No single clinical feature or laboratory test can establish the diagnosis of rheumatic fever.
The diagnosis of rheumatic fever is made using some selected clinical features, the major
and minor criteria published by Jones.

The five major criteria are:

• migratory polyarthritis;
• carditis;
• Sydenham chorea;
• Subcutaneous nodules; and
• erythema marginatum.

The minor criteria include:

• fever
• Polyarthralgia in the absence of polyarthritis as a major criterion;
• prolonged PR interval on the electrocardiogram
• Acute phase reactants (leukocytosis, raised erythrocyte sedimentation rate, and
elevated C-reactive protein),
• evidence of a preceding streptococcal infection (elevated or rising antistreptolysin
titre, isolation of streptococci from throat swab culture, and positive streptozyme
test)

Activity
6

Write down the usage of the above criteria for making diagnosis of acute rheumatic fever:

_____________________________________________________________________
_____________________________________________________________________
_____________________________________________________________________
The diagnosis of rheumatic fever is based on the presence of two major criteria or one
major criterion and two minor criteria, together with evidence of a preceding
streptococcal infection

Investigations:

The investigations done on suspecting acute rheumatic fever are throat swab for culture,
Antistreptolysin O titre (ASOT), and blood for acute phase reactants

Complications.

The development of rheumatic valvular heart disease is the major complication of acute
rheumatic fever.

Treatment:

After taking the throat swab, the first intramuscular dose of benzyl penicillin is given.
The intramuscular injections or oral penicillin are then continued for 10 days.
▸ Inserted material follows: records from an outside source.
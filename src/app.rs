use std::{collections::HashMap, sync::Arc};

use color_eyre::eyre::Result;
use crossterm::event::KeyEvent;
use ratatui::layout::{Constraint, Layout, Rect};
use tokio::sync::mpsc::{self, UnboundedSender};
use tracing::{debug, error, info};

use crate::{
  action::Action,
  cli::Cli,
  components::{
    AlertBanner, AsyncComponent, Component, FiltersView, NavBar, RenterListView, shared::NavButton,
  },
  config::Config,
  mode::Mode,
  navigation::{History, Page},
  renters::{
    FileRenterDirectory, FriendService, MemoryFriendService, RenterDirectory, RenterFilter, RenterId, RenterRecord,
    Session,
  },
  tui::{self, Frame, Tui},
  utils::get_data_dir,
};

const NAV_BAR_HEIGHT: u16 = 3;

pub struct App {
  pub config: Config,
  pub tick_rate: f64,
  pub frame_rate: f64,
  pub should_quit: bool,
  pub should_suspend: bool,
  pub mode: Mode,
  directory: Arc<dyn RenterDirectory>,
  renters: Vec<RenterRecord>,
  /// Friend changes made this session; they outlive reloads of the records file.
  friendships: HashMap<RenterId, bool>,
  filter: RenterFilter,
  renter_list: RenterListView,
  filters: FiltersView,
  alert: AlertBanner,
  nav_bar: NavBar,
}

impl App {
  pub fn new(args: Cli) -> Result<Self> {
    let config = Config::new()?;
    let renters_file = args
      .renters
      .or_else(|| config.renters_file.clone())
      .unwrap_or_else(|| get_data_dir().join("renters.json5"));
    let viewer_id = args.viewer.unwrap_or_else(|| config.viewer_id.clone());
    info!("Browsing {} as {}", renters_file.display(), viewer_id);

    let mut app = Self::with_parts(
      config,
      Arc::new(FileRenterDirectory::new(renters_file)),
      Arc::new(MemoryFriendService::new()),
      Session::new(viewer_id),
    );
    app.tick_rate = args.tick_rate;
    app.frame_rate = args.frame_rate;
    Ok(app)
  }

  pub fn with_parts(
    config: Config,
    directory: Arc<dyn RenterDirectory>,
    friends: Arc<dyn FriendService>,
    session: Session,
  ) -> Self {
    let nav_bar = NavBar::new(
      Box::new(History::new(Page::Renters)),
      vec![NavButton::new(Page::Renters, "Renters", true), NavButton::new(Page::Filters, "Filters", false)],
    );
    Self {
      config,
      tick_rate: 10.0,
      frame_rate: 30.0,
      should_quit: false,
      should_suspend: false,
      mode: Mode::Default,
      directory,
      renters: Vec::new(),
      friendships: HashMap::new(),
      filter: RenterFilter::default(),
      renter_list: RenterListView::new(session, friends),
      filters: FiltersView::new(),
      alert: AlertBanner::new(),
      nav_bar,
    }
  }

  pub async fn run(&mut self) -> Result<()> {
    let (action_tx, mut action_rx) = mpsc::unbounded_channel();

    let mut tui = Tui::new()?.tick_rate(self.tick_rate).frame_rate(self.frame_rate);
    tui.enter()?;

    self.register_action_handlers(&action_tx)?;
    action_tx.send(Action::Refresh)?;

    loop {
      if let Some(e) = tui.next().await {
        match e {
          tui::Event::Quit => action_tx.send(Action::Quit)?,
          tui::Event::Tick => action_tx.send(Action::Tick)?,
          tui::Event::Render => action_tx.send(Action::Render)?,
          tui::Event::Resize(x, y) => action_tx.send(Action::Resize(x, y))?,
          tui::Event::Key(key) => {
            if let Some(action) = self.handle_key_event(key).await? {
              action_tx.send(action)?;
            }
          },
          _ => {},
        }
      }

      while let Ok(action) = action_rx.try_recv() {
        if action != Action::Tick && action != Action::Render {
          debug!("{action:?}");
        }
        match action {
          Action::Resize(w, h) => {
            tui.resize(Rect::new(0, 0, w, h))?;
            self.draw(&mut tui, &action_tx)?;
          },
          Action::Render => self.draw(&mut tui, &action_tx)?,
          action => {
            for follow_up in self.dispatch(action, &action_tx).await? {
              action_tx.send(follow_up)?;
            }
          },
        }
      }

      if self.should_suspend {
        tui.suspend()?;
        action_tx.send(Action::Resume)?;
        tui = Tui::new()?.tick_rate(self.tick_rate).frame_rate(self.frame_rate);
        tui.enter()?;
      } else if self.should_quit {
        tui.stop()?;
        break;
      }
    }
    tui.exit()?;
    Ok(())
  }

  fn register_action_handlers(&mut self, tx: &UnboundedSender<Action>) -> Result<()> {
    self.renter_list.register_action_handler(tx.clone())?;
    self.filters.register_action_handler(tx.clone())?;
    self.alert.register_action_handler(tx.clone())?;
    self.nav_bar.register_action_handler(tx.clone())?;
    Ok(())
  }

  /// Outside input mode alerts get first refusal, then configured bindings, then page buttons, then the page itself.
  pub async fn handle_key_event(&mut self, key: KeyEvent) -> Result<Option<Action>> {
    let event = Some(tui::Event::Key(key));
    if self.mode == Mode::Default
      && let Some(action) = self.alert.handle_events(event.clone()).await?
    {
      return Ok(Some(action));
    }
    if let Some(action) = self.config.action_for(self.mode, key) {
      return Ok(Some(action));
    }
    if self.mode == Mode::Default
      && let Some(action) = self.nav_bar.handle_events(event.clone()).await?
    {
      return Ok(Some(action));
    }
    match self.nav_bar.current() {
      Page::Renters => self.renter_list.handle_events(event).await,
      Page::Filters => self.filters.handle_events(event).await,
    }
  }

  /// Applies an action to the app and every component, returning the follow-up actions they produced.
  pub async fn dispatch(&mut self, action: Action, tx: &UnboundedSender<Action>) -> Result<Vec<Action>> {
    match &action {
      Action::StartInputMode => self.mode = Mode::Input,
      Action::EndInputMode => self.mode = Mode::Default,
      Action::Quit => self.should_quit = true,
      Action::Suspend => self.should_suspend = true,
      Action::Resume => self.should_suspend = false,
      Action::Refresh => self.load_renters(tx.clone()),
      Action::RentersLoaded(renters) => {
        self.renters = renters.clone();
        self.apply_friendships();
        self.show_filtered();
      },
      Action::FilterChanged(filter) => {
        self.filter = *filter;
        self.show_filtered();
      },
      Action::FriendsChanged(id, is_friend) => {
        self.friendships.insert(id.clone(), *is_friend);
        self.apply_friendships();
        self.show_filtered();
      },
      Action::Error(message) => error!("{}", message),
      _ => {},
    }

    let mut follow_ups = Vec::new();
    follow_ups.extend(self.renter_list.update(action.clone()).await?);
    follow_ups.extend(self.filters.update(action.clone()).await?);
    follow_ups.extend(self.alert.update(action.clone()).await?);
    follow_ups.extend(self.nav_bar.update(action).await?);
    follow_ups.dedup();
    Ok(follow_ups)
  }

  fn apply_friendships(&mut self) {
    for renter in self.renters.iter_mut() {
      if let Some(is_friend) = self.friendships.get(&renter.renter_id) {
        renter.is_friend = *is_friend;
      }
    }
  }

  fn show_filtered(&mut self) {
    let visible = self.filter.apply(&self.renters);
    debug!("Showing {} of {} renters", visible.len(), self.renters.len());
    self.renter_list.set_renters(visible);
  }

  fn load_renters(&self, tx: UnboundedSender<Action>) {
    let directory = self.directory.clone();
    tokio::spawn(async move {
      let action = match directory.renters().await {
        Ok(renters) => Action::RentersLoaded(renters),
        Err(err) => {
          error!("Failed to load renters: {}", err);
          Action::Error(format!("Failed to load renters: {err}"))
        },
      };
      let _ = tx.send(action);
      let _ = tx.send(Action::SetLoading(false));
    });
  }

  fn draw(&mut self, tui: &mut Tui, action_tx: &UnboundedSender<Action>) -> Result<()> {
    tui.draw(|f| {
      if let Err(e) = self.render(f, f.area()) {
        let _ = action_tx.send(Action::Error(format!("Failed to draw: {:?}", e)));
      }
    })?;
    Ok(())
  }

  fn render(&mut self, f: &mut Frame<'_>, area: Rect) -> Result<()> {
    let [nav_area, alert_area, page_area] = Layout::vertical([
      Constraint::Length(NAV_BAR_HEIGHT),
      Constraint::Length(self.alert.height()),
      Constraint::Min(1),
    ])
    .areas(area);

    self.nav_bar.draw(f, nav_area)?;
    self.alert.draw(f, alert_area)?;
    match self.nav_bar.current() {
      Page::Renters => self.renter_list.draw(f, page_area),
      Page::Filters => self.filters.draw(f, page_area),
    }
  }
}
Children with painful joints and carditis often lie still. As they recover, they are not
allowed to walk until the joint involvement has subsided, heart size diminished and rapid
pulse diminished. Thereafter, the children are progressively allowed more activity. If
there has been heart failure, the convalescence may be more prolonged and activity is
restricted until the evidence of rheumatic activity has been absent for 2 weeks.

Anti-inflammatory treatment.

The anti-inflammatory treatment is effected with salicylates 100mg/kg/24 hours divided


in 4 doses for 3-5 days followed by 75mg/kg/24 hours divided in 4 doses for 4-6 weeks.
Patients with carditis or congestive cardiac failure are also given predisone, 2mg/kg/24
hours divided in 4 doses for 2-3 weeks. Thereafter, predisone is tapered over a period of 2
weeks by giving 5mg/24 hours every 2-3 days. While predisone is being withdrawn,
salicylates are given. Mild rebounds after the discontinuation of the anti-inflammatory
drugs are left alone. Those with severe rebounds are given salicylates or steroids once
more.

Congestive cardiac failure is treated with digoxin, diuretics, fluid and salt restriction and
oxygen. The slow digitilization dose of digoxin is 0.04 -0.06 mg/kg in 4 doses. The
maintence digoxin dosage is 0.01 mg/kg in two divided doses. Furosemide 2 mg/kg
intravenously per dose is given when there is pulmonary oedema.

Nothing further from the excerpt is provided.